(Saved data entries)
★ ★ ★
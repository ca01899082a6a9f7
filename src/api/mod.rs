//! バックエンド連携
//!
//! - SegmentBackend: `/segment`, `/logs`, 画像取得の3操作
//! - submit: 送信結果を必ず SegmentationResult に正規化する

mod client;

pub use client::{segment_form, ApiClient};

use crate::error::Result;
use foodseg_common::{ErrorOrigin, ImagePayload, LogPage, SegmentResponse, SegmentationResult};

/// セグメンテーションAPI
#[allow(async_fn_in_trait)]
pub trait SegmentBackend {
    /// ベースアドレス
    fn base(&self) -> &str;

    async fn segment(&self, payload: &ImagePayload, model: &str) -> Result<SegmentResponse>;

    async fn logs(&self, page: u32, page_size: u32) -> Result<LogPage>;

    /// 画像のバイト列を取得
    async fn fetch(&self, url: &str) -> Result<Vec<u8>>;
}

/// 画像とモデルIDを送信する
///
/// 通信・デコードの失敗は `error` だけを持つ結果に変換し、
/// メッセージ末尾に発生元タグを付ける。リトライはしない。
pub async fn submit<B: SegmentBackend>(
    backend: &B,
    payload: &ImagePayload,
    model: &str,
    origin: ErrorOrigin,
) -> SegmentationResult {
    match backend.segment(payload, model).await {
        Ok(response) => SegmentationResult::from_response(response),
        Err(err) => {
            tracing::warn!(origin = origin.tag(), error = %err, "segmentation request failed");
            SegmentationResult::failure(err.to_string(), Some(origin))
        }
    }
}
★ ★ ★
Looking through the records, copy out every line in which the word "SegmentBackend" is found.

//! - SegmentBackend: `/segment`, `/logs`, 画像取得の3操作
pub trait SegmentBackend {
pub async fn submit<B: SegmentBackend>(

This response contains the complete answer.